Contrast agent manufacturer Guerbet has voluntarily changed the labeling for its Optimark linear gadolinium-based contrast agent (GBCA) for MRI studies.
The company's move comes after the Pharmacovigilance Risk Assessment Committee (PRAC) of the European Medicines Agency (EMA) recommended that the marketing authorization for Optimark and three other gadolinium contrast agents be suspended following reports of gadolinium retention in patients who had received scans with the products. PRAC noted that macrocyclic gadolinium agents do not seem to have the same issue of gadolinium deposition as the linear products.
In a March 31 announcement, Guerbet said it supported the PRAC's recommendation, and noted the difference between Optimark and Dotarem, its macrocyclic MRI agent that's not subject to the recommendation. The company further pointed out that although the PRAC recommendation only applies to the European market, the company has changed the labeling in the U.S. for Optimark after getting approval from the U.S. Food and Drug Administration (FDA) in August 2016.
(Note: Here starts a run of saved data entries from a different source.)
//! Leaderboard operations on top of a store

use serde::{Deserialize, Serialize};
use tracing::{error, info, warn};

use crate::config::Config;
use crate::store::LeaderboardStore;

use super::entry::{validate_name, validate_score, LeaderboardEntry, ValidationError};
use super::error::LeaderboardError;

/// A validated submission
#[derive(Debug, Clone, PartialEq, Eq)]
pub struct Submission {
    pub name: String,
    pub score: u32,
}

impl Submission {
    /// Validate raw input: trimmed, sanitized name and floored score
    pub fn new(name: &str, score: f64) -> Result<Self, ValidationError> {
        Ok(Self {
            name: validate_name(name)?,
            score: validate_score(score)?,
        })
    }
}

/// Result of an accepted submission
#[derive(Debug, Clone, PartialEq, Eq, Serialize, Deserialize)]
pub struct SubmitOutcome {
    #[serde(rename = "success")]
    pub accepted: bool,
    /// 0-based rank of the new entry, absent when it did not make the list
    #[serde(default, skip_serializing_if = "Option::is_none")]
    pub rank: Option<usize>,
    pub leaderboard: Vec<LeaderboardEntry>,
}

/// Ranked list operations for one leaderboard
#[derive(Clone)]
pub struct LeaderboardService {
    store: LeaderboardStore,
    key: String,
    capacity: usize,
    reset_secret: Option<String>,
}

impl LeaderboardService {
    pub fn new(
        store: LeaderboardStore,
        key: impl Into<String>,
        capacity: usize,
        reset_secret: Option<String>,
    ) -> Self {
        Self {
            store,
            key: key.into(),
            capacity,
            reset_secret,
        }
    }

    pub fn from_config(config: &Config) -> Self {
        Self::new(
            LeaderboardStore::from_config(config),
            config.leaderboard_key.clone(),
            config.leaderboard_size,
            config.reset_secret.clone(),
        )
    }

    pub fn capacity(&self) -> usize {
        self.capacity
    }

    pub fn backend_name(&self) -> &'static str {
        self.store.backend_name()
    }

    /// Top `n` entries, highest score first
    pub async fn fetch_top(&self, n: usize) -> Result<Vec<LeaderboardEntry>, LeaderboardError> {
        let board = self
            .store
            .load(&self.key, self.capacity)
            .await
            .map_err(|e| {
                error!(error = %e, key = %self.key, "Failed to load leaderboard");
                LeaderboardError::from(e)
            })?;

        Ok(board.top(n))
    }

    /// Record a validated submission
    pub async fn submit(&self, submission: Submission) -> Result<SubmitOutcome, LeaderboardError> {
        let entry = LeaderboardEntry::new(submission.name, submission.score);

        let insertion = self
            .store
            .insert_bounded(&self.key, self.capacity, entry)
            .await
            .map_err(|e| {
                error!(error = %e, key = %self.key, "Failed to save leaderboard entry");
                LeaderboardError::from(e)
            })?;

        info!(
            score = submission.score,
            rank = ?insertion.rank,
            "Leaderboard submission recorded"
        );

        Ok(SubmitOutcome {
            accepted: true,
            rank: insertion.rank,
            leaderboard: insertion.board.into_entries(),
        })
    }

    /// Clear the leaderboard if `secret` matches the configured one.
    ///
    /// Without a configured secret every reset is refused.
    pub async fn reset(&self, secret: &str) -> Result<bool, LeaderboardError> {
        let authorized = self
            .reset_secret
            .as_deref()
            .is_some_and(|expected| expected == secret);

        if !authorized {
            warn!(key = %self.key, "Leaderboard reset refused");
            return Ok(false);
        }

        self.store.clear(&self.key).await.map_err(|e| {
            error!(error = %e, key = %self.key, "Failed to reset leaderboard");
            LeaderboardError::from(e)
        })?;

        info!(key = %self.key, "Leaderboard reset");
        Ok(true)
    }

    /// Close the store connection
    pub fn shutdown(&self) {
        self.store.shutdown();
    }
}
The labeling change is included in the pharmacokinetics section of the Prescribing Information for Optimark, and notes as follows: "Increased signal intensity on noncontrast T1-weighted images within the brain, mainly the globus pallidus and the dentate nucleus, has been observed after multiple administrations of linear (ionic and nonionic) gadolinium-based contrast agents due to gadolinium deposition."